Fabrizi Alessandro, Fiener Peter, Jagdhuber Thomas, Van Oost Kristof, Wilken Florian
Institute of Geography, University of Augsburg, Augsburg, Germany.
Microwaves and Radar Institute, German Aerospace Center, Wessling, Germany.
Sci Rep. 2025 Apr 2;15(1):11339. doi: 10.1038/s41598-025-93658-2.
The use of plastic films has been growing in agriculture, benefiting consumers and producers. However, concerns have been raised about the environmental impact of plastic film use, with mulching films posing a greater threat than greenhouse films. This calls for large-scale monitoring of different plastic film uses. We used cloud computing, freely available optical and radar satellite images, and machine learning to map plastic-mulched farmland (PMF) and plastic cover above vegetation (PCV) (e.g., greenhouse, tunnel) across Germany. The algorithm detected 103 10 ha of PMF and 37 10 ha of PCV in 2020, while a combination of agricultural statistics and surveys estimated a smaller plasticulture cover of around 100 10 ha in 2019. Based on ground observations, the overall accuracy of the classification is 85.3%. Optical and radar features had similar importance scores, and a distinct backscatter of PCV was related to metal frames underneath the plastic films. Overall, the algorithm achieved great results in the distinction between PCV and PMF. This study maps different plastic film uses at a country scale for the first time and sheds light on the high potential of freely available satellite data for continental monitoring.

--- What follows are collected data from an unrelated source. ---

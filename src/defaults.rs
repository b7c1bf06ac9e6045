//! Default configuration constants for parlance.
//!
//! Shared constants used across configuration types and the session
//! pipeline, to ensure consistency and eliminate duplication.

use std::time::Duration;

/// Sample rate the transcription engine expects, in Hz.
///
/// 16kHz is the standard for speech recognition; utterances arriving at any
/// other rate are linearly resampled before transcription.
pub const TARGET_SAMPLE_RATE: u32 = 16000;

/// Voice-activity score below which a frame counts as trailing silence.
///
/// The score is `rms / (rms + 0.5)`, computed over a single incoming frame.
/// The first frame scoring below this threshold closes the current utterance.
pub const SILENCE_SCORE_THRESHOLD: f32 = 0.05;

/// How long an idle worker sleeps before polling its input queue again.
pub const IDLE_POLL: Duration = Duration::from_millis(100);

/// Marker forwarded on the assistant-text stream at the end of one turn.
///
/// The web client treats `A<EOM>` as "close the current assistant bubble".
pub const END_OF_MESSAGE: &str = "<EOM>";

/// Tokens that terminate a sentence (the unit sent to speech synthesis).
///
/// A token containing a line break also terminates a sentence.
pub const SENTENCE_TERMINALS: &[&str] = &[".", ",", "!", "?", "!?", "?!", ";"];

/// Default address the server binds to.
pub const LISTEN_HOST: &str = "0.0.0.0";

/// Default port for the combined HTTP + WebSocket listener.
pub const LISTEN_PORT: u16 = 8050;

/// Default directory served as the web client.
pub const WEB_ROOT: &str = "web";

/// Default base URL of the Ollama-compatible generation endpoint.
pub const LLM_URL: &str = "http://localhost:11434";

/// Default generation model name.
pub const LLM_MODEL: &str = "llama3.2";

/// Default speech-synthesis endpoint (StreamElements-shaped API).
pub const TTS_ENDPOINT: &str = "https://api.streamelements.com/kappa/v2/speech";

/// Default synthesis voice.
pub const TTS_VOICE: &str = "Brian";

/// Default synthesis request timeout in milliseconds.
pub const TTS_TIMEOUT_MS: u64 = 8000;

/// Default remote transcription endpoint.
pub const STT_ENDPOINT: &str = "http://127.0.0.1:8060/transcribe";

/// Default transcription request timeout in milliseconds.
pub const STT_TIMEOUT_MS: u64 = 15000;

#[cfg(test)]
mod tests {
    use super::*;

    #[test]
    fn test_silence_threshold_in_unit_range() {
        assert!(SILENCE_SCORE_THRESHOLD > 0.0);
        assert!(SILENCE_SCORE_THRESHOLD < 1.0);
    }

    #[test]
    fn test_sentence_terminals_include_basic_punctuation() {
        for tok in [".", ",", "!", "?", ";"] {
            assert!(SENTENCE_TERMINALS.contains(&tok), "missing {tok}");
        }
    }

    #[test]
    fn test_idle_poll_is_short() {
        assert!(IDLE_POLL <= Duration::from_millis(250));
    }
}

塑料薄膜在农业中的使用一直在增加,这使消费者和生产者都受益。然而,人们对塑料薄膜使用所产生的环境影响表示担忧,其中地膜造成的威胁比温室薄膜更大。这就需要对不同塑料薄膜的使用情况进行大规模监测。我们利用云计算、免费获取的光学和雷达卫星图像以及机器学习技术,绘制了德国各地的地膜覆盖农田(PMF)和植被上方的塑料覆盖物(PCV)(如温室、隧道)分布图。该算法在2020年检测到103×10公顷的PMF和37×10公顷的PCV,而农业统计和调查相结合的结果估计,2019年塑料栽培覆盖面积约为100×10公顷,比算法检测结果小。基于地面观测,分类的总体准确率为85.3%。光学和雷达特征的重要性得分相似,PCV独特的后向散射与塑料薄膜下方的金属框架有关。总体而言,该算法在区分PCV和PMF方面取得了很好的效果。本研究首次在国家尺度上绘制了不同塑料薄膜的使用情况分布图,并揭示了免费卫星数据在大陆监测方面的巨大潜力。